Qualcosa è successo, perché a Cagliari si è visto il miglior Milan della stagione, in fondo non serviva poi tanto… . C’è stata una prova di carattere molto convincente, finalmente la squadra ha mostrato la personalità che mancava. Il Milan è cambiato e non solo nel modulo, gli stessi calciatori hanno subito una trasformazione: non mi sembra un caso che Leao e Castillejo siano stati più brillanti di Suso e Piatek.

Finalmente c’è un punto di riferimento per tutti, un calciatore che nonostante i suoi trentotto anni trovi sempre quando ti serve e a cui basta mezza palla sporca, anche se si trova in condizione approssimativa per tirarla verso la porta. 

Il cambio di modulo ha dato più solidità al Milan e finalmente ci sono due esterni che corrono e coprono. Fino a questo momento era stato sempre favorito Suso, anche dall’allenatore che fa miracoli, (come al Napoli dove c'è già San Gennaro).
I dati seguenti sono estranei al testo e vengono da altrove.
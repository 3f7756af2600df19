//! Concordance Library
//!
//! This library crate builds and serves a hierarchical word index over a
//! corpus of plain-text plays. It is the foundation for the binary
//! executable (`main.rs`).
//!
//! ## Architecture Modules
//! The system is composed of six loosely coupled subsystems:
//!
//! - **`parser`**: Structural parsing of raw play texts. Pure functions
//!   that find a work's title, measure its epilog, and map byte offsets
//!   to speaking characters.
//! - **`pipeline`**: The index builder. A batch two-stage map-reduce:
//!   Stage 1 extracts per-file metadata in parallel, Stage 2 maps every
//!   line to `(word, work, character)` associations and reduces them
//!   into the store.
//! - **`store`**: The inverted index. A concurrent in-memory hierarchy
//!   `Word -> Work -> Character -> [Line]` with occurrence counts at
//!   every level and atomic per-entity upserts.
//! - **`query`**: The read path. Resolves a search term against the
//!   store, groups and paginates mentions, and highlights matches while
//!   preserving their casing.
//! - **`spelling`**: Edit-distance-1 suggestion generation for search
//!   terms that miss the index.
//! - **`definitions`**: Client for the remote dictionary-definition
//!   service.

pub mod definitions;
pub mod parser;
pub mod pipeline;
pub mod query;
pub mod spelling;
pub mod store;
//! Text Parser Module
//!
//! Structural parsing of raw play texts. A play file starts with a title
//! line, followed by front matter (dramatis personae, act and scene
//! headers) that we call the epilog, followed by the body: speech blocks
//! introduced by an all-caps character name terminated by a tab.
//!
//! ## Responsibilities
//! - **Title detection**: Locating the tab-prefixed title line of a work.
//! - **Epilog measurement**: Finding the span bounded by the second
//!   recurrence of the title, which separates front matter from the body.
//! - **Speech offsets**: Mapping the byte offset of each speech block to
//!   the character who speaks it.
//! - **Attribution**: Resolving which character a given line belongs to
//!   via an offset bisect.
//!
//! Everything here is a pure function of its text input. Per-file results
//! are assembled into pipeline metadata by the `pipeline` module.

pub mod play;
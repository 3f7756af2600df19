use serde::{Deserialize, Serialize};

/// Filter value meaning "no restriction" for both the work and the
/// character filter.
pub const ANY: &str = "Any";

/// Everything a search returns: mentions grouped by work and character,
/// the word's total occurrence count, and a spelling suggestion when the
/// term itself was not found.
#[derive(Debug, Clone, Serialize, Deserialize)]
pub struct SearchResults {
    pub term: String,
    pub total_count: u64,
    pub works: Vec<WorkMentions>,
    pub suggestion: Option<String>,
}

impl SearchResults {
    pub fn is_empty(&self) -> bool {
        self.works.is_empty()
    }
}

/// One work's share of the results.
#[derive(Debug, Clone, Serialize, Deserialize)]
pub struct WorkMentions {
    pub title: String,
    pub characters: Vec<CharacterMentions>,
}

/// One character's highlighted mention lines within a work.
#[derive(Debug, Clone, Serialize, Deserialize)]
pub struct CharacterMentions {
    pub name: String,
    pub lines: Vec<String>,
}
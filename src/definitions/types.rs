use serde::{Deserialize, Serialize};

/// Request sent to the definition service.
#[derive(Debug, Clone, Serialize, Deserialize)]
pub struct DefinitionRequest {
    pub term: String,
}

/// Response returned by the definition service. An unknown term comes
/// back as an empty list, not an error.
#[derive(Debug, Clone, Serialize, Deserialize)]
pub struct DefinitionResponse {
    pub definitions: Vec<String>,
}

impl DefinitionResponse {
    /// The first definition, the one shown to the user.
    pub fn first(&self) -> Option<&str> {
        self.definitions.first().map(String::as_str)
    }
}
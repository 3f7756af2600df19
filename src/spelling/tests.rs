//! Spelling Corrector Tests

#[cfg(test)]
mod tests {
    use crate::spelling::{edit_distance_one, suggest};
    use crate::store::memory::IndexStore;

    fn lines(texts: &[&str]) -> Vec<String> {
        texts.iter().map(|text| text.to_string()).collect()
    }

    // ============================================================
    // CANDIDATE GENERATION TESTS - edit_distance_one
    // ============================================================

    #[test]
    fn test_candidates_include_deletions() {
        let candidates = edit_distance_one("love");
        assert!(candidates.contains("ove"));
        assert!(candidates.contains("lve"));
        assert!(candidates.contains("loe"));
        assert!(candidates.contains("lov"));
    }

    #[test]
    fn test_candidates_include_transpositions() {
        let candidates = edit_distance_one("love");
        assert!(candidates.contains("olve"));
        assert!(candidates.contains("lvoe"));
        assert!(candidates.contains("loev"));
    }

    #[test]
    fn test_candidates_include_substitutions() {
        let candidates = edit_distance_one("lave");
        assert!(candidates.contains("love"));
        assert!(candidates.contains("live"));
        assert!(candidates.contains("cave"));
    }

    #[test]
    fn test_candidates_include_insertions() {
        let candidates = edit_distance_one("ove");
        assert!(candidates.contains("love"));
        assert!(candidates.contains("over"));
    }

    #[test]
    fn test_candidates_exclude_distance_two() {
        let candidates = edit_distance_one("love");
        assert!(!candidates.contains("lie"), "two edits away");
        assert!(!candidates.contains("lovers"), "two insertions away");
    }

    #[test]
    fn test_candidates_of_empty_word() {
        // Only single-letter insertions are reachable
        let candidates = edit_distance_one("");
        assert_eq!(candidates.len(), 26);
        assert!(candidates.contains("a"));
        assert!(candidates.contains("z"));
    }

    // ============================================================
    // SUGGESTION TESTS - suggest
    // ============================================================

    fn seeded_store() -> std::sync::Arc<IndexStore> {
        let store = IndexStore::new();
        // 'love' is by far the most frequent word
        store.apply_reduction(
            "love",
            "Romeo And Juliet",
            "Romeo",
            &lines(&["a", "b", "c", "d"]),
        );
        store.apply_reduction("live", "Hamlet", "Hamlet", &lines(&["e"]));
        store.apply_reduction("dove", "Hamlet", "Ophelia", &lines(&["f", "g"]));
        store
    }

    #[test]
    fn test_suggest_none_for_existing_word() {
        let store = seeded_store();
        assert_eq!(suggest(&store, "love"), None);
    }

    #[test]
    fn test_suggest_picks_highest_count() {
        let store = seeded_store();
        // 'lave' is distance 1 from love (4), live (1), dove is distance 2
        assert_eq!(suggest(&store, "lave"), Some("love".to_string()));
    }

    #[test]
    fn test_suggest_none_without_candidates() {
        let store = seeded_store();
        assert_eq!(suggest(&store, "zzzqrx"), None);
    }

    #[test]
    fn test_suggest_only_indexed_words() {
        let store = seeded_store();
        for probe in ["lve", "lovee", "ilve", "lovr"] {
            if let Some(suggestion) = suggest(&store, probe) {
                assert!(
                    store.word_count(&suggestion).unwrap() > 0,
                    "suggestion '{}' must exist in the index",
                    suggestion
                );
            }
        }
    }

    #[test]
    fn test_suggest_empty_store() {
        let store = IndexStore::new();
        assert_eq!(suggest(&store, "anything"), None);
    }
}
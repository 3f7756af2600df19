//! Definition Service Module
//!
//! Client for the remote dictionary-definition service. The service is a
//! black box behind a synchronous request/response contract: send a
//! term, get back zero or more definitions. Transient transport errors
//! are retried with bounded exponential backoff; anything past that
//! surfaces to the caller.

pub mod client;
pub mod types;
use super::metadata::MetadataCatalog;
use crate::parser::play::get_character;

use regex::Regex;
use serde::{Deserialize, Serialize};
use std::collections::HashSet;
use std::sync::LazyLock;

// Compiled once; the mapper runs these per line.
static NON_WORD: LazyLock<Regex> = LazyLock::new(|| Regex::new(r"\W+").unwrap());
static DIGITS: LazyLock<Regex> = LazyLock::new(|| Regex::new(r"[_0-9]+").unwrap());

/// Aggregation key of the index stage: all line emissions sharing one
/// `(word, work, character)` triple are reduced into a single batch.
#[derive(Debug, Clone, PartialEq, Eq, Hash, Serialize, Deserialize)]
pub struct ReduceKey {
    pub word: String,
    pub work: String,
    pub character: String,
}

/// Splits a line into its distinct words: non-word runs and standalone
/// digit/underscore runs become separators, everything is lowercased,
/// and duplicates within the line are dropped (first occurrence wins).
pub fn line_words(line: &str) -> Vec<String> {
    let cleaned = NON_WORD.replace_all(line, " ");
    let cleaned = DIGITS.replace_all(&cleaned, " ");

    let mut seen = HashSet::new();
    cleaned
        .split_whitespace()
        .map(str::to_lowercase)
        .filter(|word| seen.insert(word.clone()))
        .collect()
}

/// Walks a file's text yielding `(line start byte offset, trimmed line)`
/// for every physical line. Offsets index into the whole file, matching
/// the absolute speech offsets of Stage-1 metadata.
pub fn file_lines(text: &str) -> Vec<(usize, &str)> {
    let mut lines = Vec::new();
    let mut offset = 0;
    for segment in text.split_inclusive('\n') {
        lines.push((offset, segment.trim_end_matches(['\n', '\r'])));
        offset += segment.len();
    }
    lines
}

/// Index-stage map function for one line.
///
/// Resolves the speaking character through the broadcast catalog and
/// emits one `(ReduceKey, line text)` pair per distinct word in the
/// line. Blank lines emit nothing.
///
/// Returns `None` when the catalog has no entry for `file_index`; that
/// is fatal to this record only, and the caller logs and skips it.
pub fn map_line(
    catalog: &MetadataCatalog,
    file_index: usize,
    offset: usize,
    line: &str,
) -> Option<Vec<(ReduceKey, String)>> {
    if line.trim().is_empty() {
        return Some(Vec::new());
    }

    let metadata = catalog.get(file_index)?;
    let character = get_character(&metadata.offsets, offset);

    let emissions = line_words(line)
        .into_iter()
        .map(|word| {
            (
                ReduceKey {
                    word,
                    work: metadata.title_formatted.clone(),
                    character: character.to_string(),
                },
                line.trim().to_string(),
            )
        })
        .collect();
    Some(emissions)
}
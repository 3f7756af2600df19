use anyhow::{Context, Result};
use std::path::PathBuf;

/// One plain-text file extracted from a corpus archive.
///
/// `index` is the file's position in the archive's enumeration order and
/// stays stable for the lifetime of one pipeline run; Stage 2 uses it to
/// find the file's Stage-1 metadata.
#[derive(Debug, Clone)]
pub struct ArchiveEntry {
    pub index: usize,
    pub name: String,
    pub contents: String,
}

/// Source of work texts for one pipeline run.
///
/// Implementations must enumerate files in a stable, deterministic order:
/// the enumeration position becomes the file index that ties Stage-2
/// lines back to their Stage-1 metadata. A failed enumeration is fatal to
/// the whole pipeline invocation.
pub trait WorkArchive: Send + Sync {
    fn entries(&self) -> Result<Vec<ArchiveEntry>>;
}

/// An archive held entirely in memory, as `(name, contents)` pairs.
pub struct MemoryArchive {
    files: Vec<(String, String)>,
}

impl MemoryArchive {
    pub fn new(files: Vec<(String, String)>) -> Self {
        Self { files }
    }
}

impl WorkArchive for MemoryArchive {
    fn entries(&self) -> Result<Vec<ArchiveEntry>> {
        Ok(self
            .files
            .iter()
            .enumerate()
            .map(|(index, (name, contents))| ArchiveEntry {
                index,
                name: name.clone(),
                contents: contents.clone(),
            })
            .collect())
    }
}

/// An archive backed by a directory of text files.
///
/// Files are enumerated sorted by name so the file index assignment is
/// reproducible across runs on the same directory.
pub struct DirArchive {
    root: PathBuf,
}

impl DirArchive {
    pub fn new(root: impl Into<PathBuf>) -> Self {
        Self { root: root.into() }
    }
}

impl WorkArchive for DirArchive {
    fn entries(&self) -> Result<Vec<ArchiveEntry>> {
        let mut paths = Vec::new();
        let dir = std::fs::read_dir(&self.root)
            .with_context(|| format!("failed to read corpus directory {}", self.root.display()))?;
        for dir_entry in dir {
            let dir_entry = dir_entry.context("failed to enumerate corpus directory")?;
            if dir_entry.file_type().context("failed to stat corpus file")?.is_file() {
                paths.push(dir_entry.path());
            }
        }
        paths.sort();

        let mut entries = Vec::with_capacity(paths.len());
        for (index, path) in paths.iter().enumerate() {
            let contents = std::fs::read_to_string(path)
                .with_context(|| format!("failed to read work file {}", path.display()))?;
            let name = path
                .file_name()
                .map(|name| name.to_string_lossy().into_owned())
                .unwrap_or_default();
            entries.push(ArchiveEntry {
                index,
                name,
                contents,
            });
        }
        Ok(entries)
    }
}
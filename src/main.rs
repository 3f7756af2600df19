use concordance::pipeline::archive::DirArchive;
use concordance::pipeline::runner::{IndexPipeline, PipelineConfig};
use concordance::query::engine::QueryEngine;
use concordance::query::types::ANY;
use concordance::store::memory::IndexStore;

#[tokio::main]
async fn main() -> anyhow::Result<()> {
    tracing_subscriber::fmt()
        .with_max_level(tracing::Level::INFO)
        .init();

    let args: Vec<String> = std::env::args().collect();

    if args.len() < 3 {
        eprintln!(
            "Usage: {} --data <dir> [--shards <n>] [--query <word> [--work <title>] [--character <name>]]",
            args[0]
        );
        eprintln!("Example: {} --data corpus/ --query love", args[0]);
        eprintln!(
            "Example: {} --data corpus/ --query love --work \"Romeo And Juliet\"",
            args[0]
        );
        std::process::exit(1);
    }

    let mut data_dir: Option<String> = None;
    let mut shards: usize = 16;
    let mut query: Option<String> = None;
    let mut work_filter = ANY.to_string();
    let mut character_filter = ANY.to_string();

    let mut i = 1;
    while i < args.len() {
        match args[i].as_str() {
            "--data" => {
                data_dir = Some(args[i + 1].clone());
                i += 2;
            }
            "--shards" => {
                shards = args[i + 1].parse()?;
                i += 2;
            }
            "--query" => {
                query = Some(args[i + 1].clone());
                i += 2;
            }
            "--work" => {
                work_filter = args[i + 1].clone();
                i += 2;
            }
            "--character" => {
                character_filter = args[i + 1].clone();
                i += 2;
            }
            _ => {
                i += 1;
            }
        }
    }

    let data_dir = data_dir.expect("--data is required");

    let store = IndexStore::new();
    let pipeline = IndexPipeline::new(store.clone(), PipelineConfig { shards });

    let archive = DirArchive::new(&data_dir);
    let report = pipeline.build(&archive).await?;
    tracing::info!(
        "Indexed {} files ({} degraded), {} distinct words",
        report.files,
        report.degraded_files,
        store.len()
    );

    if let Some(term) = query {
        let engine = QueryEngine::new(store);
        let results = engine.search(&term, &work_filter, &character_filter);

        println!("'{}': {} occurrences", results.term, results.total_count);
        for work in &results.works {
            println!("\n{}", work.title);
            for character in &work.characters {
                println!("  {}", character.name);
                for line in &character.lines {
                    println!("    {}", line);
                }
            }
        }
        if let Some(suggestion) = &results.suggestion {
            println!("Did you mean '{}'?", suggestion);
        }
        if results.is_empty() && results.suggestion.is_none() {
            println!("No results.");
        }
    }

    Ok(())
}
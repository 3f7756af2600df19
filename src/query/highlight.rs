use regex::Regex;

/// Builds a whole-word pattern that matches the word in any casing by
/// alternating an upper/lower character class per letter, so the match
/// itself keeps whatever casing the source line used.
///
/// `"love"` becomes `\b[Ll][Oo][Vv][Ee]\b`.
pub fn any_case_word_regex(word: &str) -> String {
    let mut pattern = String::from(r"\b");
    for ch in word.chars() {
        if ch.is_alphabetic() {
            pattern.push('[');
            pattern.extend(ch.to_uppercase());
            pattern.extend(ch.to_lowercase());
            pattern.push(']');
        } else {
            pattern.push_str(&regex::escape(&ch.to_string()));
        }
    }
    pattern.push_str(r"\b");
    pattern
}

/// Wraps every whole-word occurrence of `word` in `line` with a bold
/// tag, case-insensitively, keeping each occurrence's original casing.
pub fn bold(word: &str, line: &str) -> String {
    let Ok(word_reg) = Regex::new(&any_case_word_regex(word)) else {
        return line.to_string();
    };
    word_reg
        .replace_all(line, |caps: &regex::Captures| format!("<b>{}</b>", &caps[0]))
        .into_owned()
}
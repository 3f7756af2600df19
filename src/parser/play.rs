use regex::Regex;
use std::collections::BTreeMap;
use thiserror::Error;

/// Sentinel character for lines that precede any detected speech,
/// including everything inside the epilog.
pub const EPILOG: &str = "EPILOG";

/// Raised when a text has no detectable title line.
///
/// Callers treat this as a per-file degradation, not a batch failure: the
/// file's lines are attributed to [`EPILOG`] under an empty title.
#[derive(Debug, Error, PartialEq, Eq)]
pub enum ParseError {
    #[error("no tab-prefixed title line found in text")]
    TitleNotFound,
}

/// Finds the title of a work: the first tab-prefixed all-caps line.
pub fn find_title(text: &str) -> Result<String, ParseError> {
    let title_reg = Regex::new(r"\t([A-Z0-9]+.*[A-Z])\s*\n").unwrap();
    title_reg
        .captures(text)
        .map(|caps| caps[1].to_string())
        .ok_or(ParseError::TitleNotFound)
}

/// Capitalizes the first letter of each word and lowercases the rest,
/// treating an internal apostrophe as part of the word.
///
/// `"A LOVER'S COMPLAINT"` becomes `"A Lover's Complaint"`.
pub fn titlecase(raw: &str) -> String {
    let word_reg = Regex::new(r"[A-Za-z]+('[A-Za-z]+)?").unwrap();
    word_reg
        .replace_all(raw, |caps: &regex::Captures| {
            let word = &caps[0];
            let mut chars = word.chars();
            match chars.next() {
                Some(first) => {
                    first.to_uppercase().collect::<String>() + &chars.as_str().to_lowercase()
                }
                None => String::new(),
            }
        })
        .into_owned()
}

/// Measures the epilog: the span from the start of `text` through the
/// second tab-delimited occurrence of `title`.
///
/// Returns `None` when the title does not recur, meaning the file has no
/// structured epilog and every line attributes to [`EPILOG`]. The title
/// is escaped before splicing, so titles containing regex metacharacters
/// (apostrophes in particular) are safe.
pub fn epilog_len(text: &str, title: &str) -> Option<usize> {
    let escaped = regex::escape(title);
    let pattern = format!(r"(?s)^.*?\t{escaped}.*?\t{escaped}\s*?\n");
    let epilog_reg = Regex::new(&pattern).ok()?;
    epilog_reg.find(text).map(|m| m.end())
}

/// Scans `body` for speech blocks and maps each one's byte offset to the
/// speaking character.
///
/// A speech block starts at a line of the form `<NAME>\t...` where
/// `<NAME>` begins with an uppercase letter. `SCENE` and `ACT` markers
/// are stage directions, not characters, and are excluded. Offsets are
/// shifted by `epilog_len` so they are absolute within the original
/// file, which is what [`get_character`] expects.
pub fn speech_offsets(body: &str, epilog_len: usize) -> BTreeMap<usize, String> {
    let char_reg = Regex::new(r"(?m)^([A-Z].*)\t").unwrap();
    let mut offset_to_char = BTreeMap::new();
    for caps in char_reg.captures_iter(body) {
        let name = caps.get(1).unwrap();
        let character = name.as_str();
        if character.starts_with("SCENE") || character.starts_with("ACT") {
            continue;
        }
        offset_to_char.insert(name.start() + epilog_len, character.to_string());
    }
    offset_to_char
}

/// Resolves the character speaking at `offset`: the character whose
/// speech starts at the greatest offset less than or equal to it.
///
/// Relies on the map being keyed by absolute, monotonically increasing
/// offsets. Lines that precede every speech fall back to [`EPILOG`].
pub fn get_character(offsets: &BTreeMap<usize, String>, offset: usize) -> &str {
    offsets
        .range(..=offset)
        .next_back()
        .map(|(_, character)| character.as_str())
        .unwrap_or(EPILOG)
}
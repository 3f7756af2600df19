use super::types::{DefinitionRequest, DefinitionResponse};

use anyhow::Result;
use std::time::Duration;

/// HTTP client for the remote definition service.
pub struct DefinitionClient {
    http_client: reqwest::Client,
    service_url: String,
}

impl DefinitionClient {
    pub fn new(service_url: &str) -> Self {
        Self {
            http_client: reqwest::Client::new(),
            service_url: service_url.trim_end_matches('/').to_string(),
        }
    }

    pub fn service_url(&self) -> &str {
        &self.service_url
    }

    /// Looks up a term's dictionary definitions.
    pub async fn define(&self, term: &str) -> Result<DefinitionResponse> {
        let request = DefinitionRequest {
            term: term.to_string(),
        };

        let response = self
            .send_with_backoff(&self.service_url, &request, Duration::from_millis(500), 3)
            .await?;

        if !response.status().is_success() {
            return Err(anyhow::anyhow!(
                "Definition lookup failed: {}",
                response.status()
            ));
        }

        let definition_response: DefinitionResponse = response.json().await?;
        Ok(definition_response)
    }

    async fn send_with_backoff<T: serde::Serialize>(
        &self,
        url: &str,
        payload: &T,
        timeout: Duration,
        max_attempts: usize,
    ) -> Result<reqwest::Response> {
        let mut attempt = 1;
        loop {
            let result = self
                .http_client
                .post(url)
                .json(payload)
                .timeout(timeout)
                .send()
                .await;

            match result {
                Ok(resp) => return Ok(resp),
                Err(e) if attempt < max_attempts => {
                    // Stagger retries so concurrent lookups don't realign
                    let wait = retry_delay_ms(attempt) + rand::random::<u64>() % 50;
                    tracing::warn!(
                        "Definition request attempt {} failed ({}), retrying in {}ms",
                        attempt,
                        e,
                        wait
                    );
                    tokio::time::sleep(Duration::from_millis(wait)).await;
                    attempt += 1;
                }
                Err(e) => return Err(anyhow::anyhow!(e)),
            }
        }
    }
}

/// Base delay for the n-th retry, doubling from 150ms up to a 1200ms cap.
pub(super) fn retry_delay_ms(attempt: usize) -> u64 {
    let doubled = 150u64.saturating_mul(1 << (attempt.saturating_sub(1)).min(16));
    doubled.min(1200)
}
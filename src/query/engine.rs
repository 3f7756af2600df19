use super::highlight::bold;
use super::types::{CharacterMentions, SearchResults, WorkMentions, ANY};
use crate::spelling;
use crate::store::memory::IndexStore;
use crate::store::types::{WordRecord, WorkRecord};

use std::sync::Arc;

/// Maximum number of lines shown on one unfiltered results page.
pub const PAGE_LIMIT: usize = 10;

/// Read-only query layer over the index store.
pub struct QueryEngine {
    store: Arc<IndexStore>,
}

impl QueryEngine {
    pub fn new(store: Arc<IndexStore>) -> Self {
        Self { store }
    }

    /// Resolves a search term against the index.
    ///
    /// With both filters at [`ANY`], every work is returned and each
    /// work's lines are capped at `PAGE_LIMIT / number_of_works` when
    /// the word's total count exceeds [`PAGE_LIMIT`]. A named work (and
    /// optionally a named character) narrows the result and lifts the
    /// cap. An unknown term returns empty results plus a spelling
    /// suggestion when one exists.
    pub fn search(&self, term: &str, work_filter: &str, character_filter: &str) -> SearchResults {
        let term = term.to_lowercase();

        let Some(word) = self.store.get_word(&term) else {
            tracing::debug!("No index entry for '{}', trying spelling suggestion", term);
            return SearchResults {
                suggestion: spelling::suggest(&self.store, &term),
                term,
                total_count: 0,
                works: Vec::new(),
            };
        };

        let works = if work_filter == ANY {
            self.all_works(&word)
        } else {
            self.filtered_work(&word, work_filter, character_filter)
        };

        SearchResults {
            total_count: word.count,
            works,
            suggestion: None,
            term,
        }
    }

    /// Lists the works a word occurs in; empty when the word is unknown.
    pub fn list_works(&self, word: &str) -> Vec<String> {
        self.store.list_works(&word.to_lowercase())
    }

    /// Lists the characters who say a word within one work.
    pub fn list_characters(&self, word: &str, work: &str) -> Vec<String> {
        self.store.list_characters(&word.to_lowercase(), work)
    }

    fn all_works(&self, word: &WordRecord) -> Vec<WorkMentions> {
        let per_work_cap = if word.count > PAGE_LIMIT as u64 && !word.works.is_empty() {
            Some(PAGE_LIMIT / word.works.len())
        } else {
            None
        };

        word.works
            .values()
            .map(|work| self.work_mentions(&word.name, work, None, per_work_cap))
            .collect()
    }

    fn filtered_work(
        &self,
        word: &WordRecord,
        work_title: &str,
        character_filter: &str,
    ) -> Vec<WorkMentions> {
        let Some(work) = word.works.get(work_title) else {
            return Vec::new();
        };
        let character = (character_filter != ANY).then_some(character_filter);
        vec![self.work_mentions(&word.name, work, character, None)]
    }

    /// Assembles one work's grouped, highlighted mentions. `cap` bounds
    /// the total lines across the work's characters.
    fn work_mentions(
        &self,
        word_name: &str,
        work: &WorkRecord,
        character_filter: Option<&str>,
        cap: Option<usize>,
    ) -> WorkMentions {
        let mut budget = cap;
        let mut characters = Vec::new();

        for character in work.characters.values() {
            if let Some(filter) = character_filter {
                if character.name != filter {
                    continue;
                }
            }
            if budget == Some(0) {
                break;
            }

            let mut lines: Vec<String> = character
                .mentions
                .iter()
                .map(|line| bold(word_name, &line.text))
                .collect();
            if let Some(remaining) = budget {
                lines.truncate(remaining);
                budget = Some(remaining - lines.len());
            }

            characters.push(CharacterMentions {
                name: character.name.clone(),
                lines,
            });
        }

        WorkMentions {
            title: work.title.clone(),
            characters,
        }
    }
}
La squadra si è compattata tra le due linee di centrocampo e di difesa. La coppia d’attacco ha finalmente fatto vedere qualcosa di interessante: Kessie ha dato sostanza al suo gioco e a quello di Bannaser, e non credo che Rebic andrà più via, adesso come ricambio di Leao e in coppia con Ibra, potrebbe ritrovarsi.

In attacco semplici e normali movimenti delle due punte, Ibra viene incontro mentre Leao attacca la profondità, ma con questo non è che abbiamo risolto tutti i problemi. Il Milan ha sofferto nella prima fase del primo tempo, una volta prese però le misure, agli avversari è salito il ritmo e pure il baricentro. Castillejo ha dato più sostanza di Suso, correndo sia in avanti che indietro, anche Leao sembra aver cambiato mentalità entrando di più nella partita, non è più quel giocatore distratto e apatico, è stato concentrato per tutta la partita.


Nel frattempo arrivano i nuovi acquisti. Il trentenne Kjaer ha superato le visite mediche e arriva in prestito per sei mesi con diritto di riscatto. Partirà come terzo centrale e dovrebbe esordire in coppa Italia con la Spal, è senz'altro un giocatore d'esperienza. L’intervento di Boban ha cambiato qualcosa nei programmi, anche se quest’estate non è esclusa la rivoluzione.

Novità anche in porta: Reina andrà a giocare in Premier League, all'Aston Villa, in prestito con diritto di riscatto, come il nuovo vice Donnarumma. Begovic, il trentaduenne proveniente del Bournemouth arriverà in prestito fino a fine stagione, mentre per l'attacco spunta il nome del giovane Scamacca, dell’Ascoli ma di proprietà del Sassuolo. Al centravanti però sono interessante come è normale che sia anche Roma e Benfica.